The weight of water - By Anita Shreve Page 0,6

and have drops of seawater among the light brown hairs.

She twists her hair and smiles at me. Her face is guileless when she smiles. I am trying to reconcile the image of her smile with the frantic, guttural sounds that emanate in the morning from the forward cabin.

I remember these moments not solely for themselves, but for the knowledge that beyond these memories lies an instant in time that cannot be erased. Each image a stepping stone taken in innocence or, if not in innocence, then in a kind of thoughtless oblivion.

Rich goes immediately to Adaline and puts a proprietary hand on the flat of her belly. He kisses her on the cheek. Billie, too, takes a step forward, drawn to beauty as any of us are. I see that Billie will find a reason to drape herself across those long legs. With effort, Thomas keeps his eyes on me and asks about our small trip. I am embarrassed for Thomas, for the extraordinary whiteness of his skin, for his chest, which seems soft. I want to cover him with his blue shirt, which is lying in a puddle.

On March 5, 1873, approximately sixty people lived on all the islands composing the Shoals: the lighthouse keeper’s family on White; workmen building a hotel on Star; two families — the Laightons and the Ingerbretsons — on Appledore (formerly known as Hog); and one family, the Hontvedts, on Smuttynose.

We run the Zodiac into Portsmouth. We are hungry and want lunch, and we don’t have much in the way of provisions. We sit in a restaurant that has a porch and an awning. It seems as close to the water as one can get in Portsmouth, though I think there is not much to look at beyond the tugs and the fishing boats. A sharp gust of wind catches the awning and lifts it for a second so that the poles that anchor it come off the ground as well. The awning tears loose at one corner and spills its wind. The canvas flaps in the breeze.

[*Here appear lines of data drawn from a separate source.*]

impl GatewayServer {
    /// Create a server with default limits
    pub fn new(socket_path: PathBuf, gateway: Arc<Gateway>) -> Self {
        Self::with_config(socket_path, gateway, ServerConfig::default())
    }

    /// Create a server with explicit limits
    pub fn with_config(
        socket_path: PathBuf,
        gateway: Arc<Gateway>,
        server_config: ServerConfig,
    ) -> Self {
        Self {
            socket_path,
            gateway,
            server_config,
            connection_states: Arc::new(DashMap::new()),
            next_connection_id: AtomicU64::new(1),
        }
    }

    /// Prepare the socket path (create directory, remove stale socket)
    async fn prepare_socket(&self) -> Result<()> {
        if let Some(parent) = self.socket_path.parent() {
            if !tokio::fs::try_exists(parent).await.unwrap_or(false) {
                tokio::fs::create_dir_all(parent)
                    .await
                    .with_context(|| format!("Failed to create socket directory: {parent:?}"))?;
                info!(path = ?parent, "Created socket directory");
            }
        }

        if tokio::fs::try_exists(&self.socket_path).await.unwrap_or(false) {
            warn!(path = ?self.socket_path, "Removing stale socket file");
            tokio::fs::remove_file(&self.socket_path)
                .await
                .with_context(|| format!("Failed to remove stale socket: {:?}", self.socket_path))?;
        }

        Ok(())
    }

    /// Accept connections until `shutdown` turns true
    pub async fn run(&self, mut shutdown: watch::Receiver<bool>) -> Result<()> {
        self.prepare_socket().await?;

        let listener = UnixListener::bind(&self.socket_path)
            .with_context(|| format!("Failed to bind to {:?}", self.socket_path))?;

        // Owner-only
        tokio::fs::set_permissions(
            &self.socket_path,
            std::os::unix::fs::PermissionsExt::from_mode(0o600),
        )
        .await
        .with_context(|| format!("Failed to restrict {:?}", self.socket_path))?;

        info!(path = ?self.socket_path, "Listening for connections");

        // SAFETY: getuid has no preconditions and cannot fail
        let our_uid = unsafe { libc::getuid() };
        let mut tasks = JoinSet::new();

        loop {
            // Reap finished handlers so the set does not grow without bound
            while tasks.try_join_next().is_some() {}

            if *shutdown.borrow() {
                info!("Shutdown requested, stopping accept loop");
                break;
            }

            let accepted = tokio::select! {
                changed = shutdown.changed() => {
                    if changed.is_err() {
                        info!("Shutdown channel closed, stopping accept loop");
                        break;
                    }
                    None
                }
                accepted = listener.accept() => Some(accepted),
            };

            let stream = match accepted {
                Some(Ok((stream, _addr))) => stream,
                Some(Err(e)) => {
                    error!(error = %e, "Accept failed");
                    continue;
                }
                None => continue,
            };

            if self.connection_states.len() >= self.server_config.max_connections {
                warn!("Connection limit reached, rejecting new connection");
                drop(stream);
                continue;
            }

            let peer_uid = stream.peer_cred().ok().map(|cred| cred.uid());
            if let Some(uid) = peer_uid {
                if uid != our_uid && uid != 0 {
                    warn!(
                        peer_uid = uid,
                        our_uid = our_uid,
                        "Rejecting connection from different user"
                    );
                    drop(stream);
                    continue;
                }
            }

            let conn_id = self.next_connection_id.fetch_add(1, Ordering::Relaxed);
            let requests = Arc::new(AtomicU64::new(0));

            info!(
                conn_id,
                peer_uid = ?peer_uid,
                active_connections = self.connection_states.len() + 1,
                "New connection accepted"
            );

            // The handler waits for `registered` so its final remove always
            // follows this insert
            let (registered_tx, registered_rx) = oneshot::channel();
            let abort_handle = tasks.spawn(
                Self::handle_connection(
                    conn_id,
                    stream,
                    registered_rx,
                    Arc::clone(&self.gateway),
                    Arc::clone(&requests),
                    self.server_config.reply_capacity,
                    Arc::clone(&self.connection_states),
                )
                .instrument(tracing::info_span!("connection", conn_id)),
            );

            self.connection_states.insert(
                conn_id,
                ConnectionState {
                    connected_at: Instant::now(),
                    peer_uid,
                    requests,
                    abort_handle,
                },
            );
            if registered_tx.send(()).is_err() {
                debug!(conn_id, "Connection task ended before registration");
                self.connection_states.remove(&conn_id);
            }
        }

        drop(listener);
        self.shutdown(tasks).await
    }

    /// Handle a single client connection
    ///
    /// Request lines are answered by spawned tasks that push replies into a
    /// per-connection queue; a single writer task owns the write half.
    async fn handle_connection(
        conn_id: ConnectionId,
        stream: UnixStream,
        registered: oneshot::Receiver<()>,
        gateway: Arc<Gateway>,
        requests: Arc<AtomicU64>,
        reply_capacity: usize,
        connection_states: Arc<DashMap<ConnectionId, ConnectionState>>,
    ) {
        if registered.await.is_err() {
            return;
        }
        debug!("Connection handler started");

        let (read_half, mut write_half) = stream.into_split();
        let (reply_tx, mut reply_rx) = mpsc::channel::<String>(reply_capacity);

        let writer = tokio::spawn(
            async move {
                while let Some(line) = reply_rx.recv().await {
                    if let Err(e) = write_half.write_all(line.as_bytes()).await {
                        warn!(error = %e, "Write error");
                        break;
                    }
                    if let Err(e) = write_half.write_all(b"\n").await {
                        warn!(error = %e, "Write error");
                        break;
                    }
                }
            }
            .in_current_span(),
        );

        let mut lines = BufReader::new(read_half).lines();
        loop {
            match lines.next_line().await {
                Ok(Some(line)) => {
                    if line.trim().is_empty() {
                        continue;
                    }
                    requests.fetch_add(1, Ordering::Relaxed);

                    let gateway = Arc::clone(&gateway);
                    let reply_tx = reply_tx.clone();
                    tokio::spawn(
                        async move {
                            let reply = handle_line(&gateway, &line).await;
                            if reply_tx.send(reply.to_line()).await.is_err() {
                                debug!("Connection closed before reply was written");
                            }
                        }
                        .in_current_span(),
                    );
                }
                Ok(None) => {
                    debug!("Client disconnected (EOF)");
                    break;
                }
                Err(e) => {
                    warn!(error = %e, "Read error");
                    break;
                }
            }
        }

        // The writer exits once every in-flight request has replied
        drop(reply_tx);
        if let Err(e) = writer.await {
            warn!(error = %e, "Writer task failed");
        }

        connection_states.remove(&conn_id);
        info!(
            active_connections = connection_states.len(),
            "Connection handler finished"
        );
    }

    /// Graceful shutdown
    async fn shutdown(&self, mut tasks: JoinSet<()>) -> Result<()> {
        info!(
            active_connections = self.connection_states.len(),
            "Initiating graceful shutdown"
        );

        let drained = tokio::time::timeout(self.server_config.drain_timeout, async {
            while tasks.join_next().await.is_some() {}
        })
        .await;

        if drained.is_err() {
            for stats in self.connection_stats() {
                if let Some((_, state)) = self.connection_states.remove(&stats.id) {
                    warn!(
                        conn_id = stats.id,
                        peer_uid = ?stats.peer_uid,
                        requests = stats.requests,
                        uptime_secs = stats.uptime_secs,
                        "Aborting connection that did not drain"
                    );
                    state.abort_handle.abort();
                }
            }
            tasks.shutdown().await;
        }

        if tokio::fs::try_exists(&self.socket_path).await.unwrap_or(false) {
            tokio::fs::remove_file(&self.socket_path)
                .await
                .with_context(|| format!("Failed to remove socket: {:?}", self.socket_path))?;
            info!(path = ?self.socket_path, "Socket file removed");
        }

        info!("Shutdown complete");
        Ok(())
    }

    /// Get number of active connections
    pub fn connection_count(&self) -> usize {
        self.connection_states.len()
    }

    /// Get connection statistics
    pub fn connection_stats(&self) -> Vec<ConnectionStats> {
        self.connection_states
            .iter()
            .map(|r| {
                let state = r.value();
                ConnectionStats {
                    id: *r.key(),
                    peer_uid: state.peer_uid,
                    requests: state.requests.load(Ordering::Relaxed),
                    uptime_secs: state.connected_at.elapsed().as_secs(),
                }
            })
            .collect()
    }
}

“The heavens rent themselves,” Thomas says.

Adaline looks up at him and smiles. “Uncovered orbs and souls.”

Thomas seems surprised. “Mullioned waters,” he says.

“Beveled whispers.”

“Shuttered grace.”

“Shackled sunlight.”

I think of Ping-Pong balls hit hard across a table.

Adaline pauses. “Up-rushed sea,” she says.

“Yes,” Thomas answers quietly.

At the restaurant, Billie eats a grilled cheese sandwich, as she almost always does. She is hard to contain in a restaurant, an effervescence that wants to bubble up and pop out of the top of the bottle. I drink a beer called Smuttynose, which seems to be a brand that capitalizes upon the murders. After all, why not name a beer Appledore or Londoner’s? The drink is oak colored and heavier than I am used to, and I think I become slightly drunk. I am not sure about this. The boat itself produces a kind of inebriation that stays with you for hours. Even when you step foot on land, you are still swaying, still feeling the thump of water against the hull.

I read in the guidebooks that America was discovered at the Isles of Shoals, on Smuttynose, by vikings.

On Star Island, there is a cemetery known as Beebe. In it are buried the three small daughters of George Beebe who died separately and within a few days of each other in 1863 of diphtheria.

At the restaurant I have a lobster roll. Thomas has fried clams. There is a lull in the conversation, as though the strain of the trip into the harbor in the Zodiac has drained everyone of words. Adaline eats a salad and drinks a glass of water. I notice that her back is straight while she eats. Rich, by contrast, is easily slouched, his legs stretched in front of him. He pushes his chair slightly closer to Adaline’s and begins idly to stroke her arm.

Captain Samuel Haley settled on Smuttynose several years before the American Revolution. While he was building a seawall to connect Malaga and Smuttynose, he turned over a rock and discovered four bars of silver. With this money, he completed the breakwater and built the pier. The breakwater was destroyed in February 1978.

Edward Teach, also known as the pirate Blackbeard, spent his honeymoon with his fifteenth and last wife on the Isles of Shoals in 1720. He is said to have buried his treasure on Smuttynose.

“Don’t tear your napkin.”

Thomas’s voice is ragged, like the bits of paper on the table.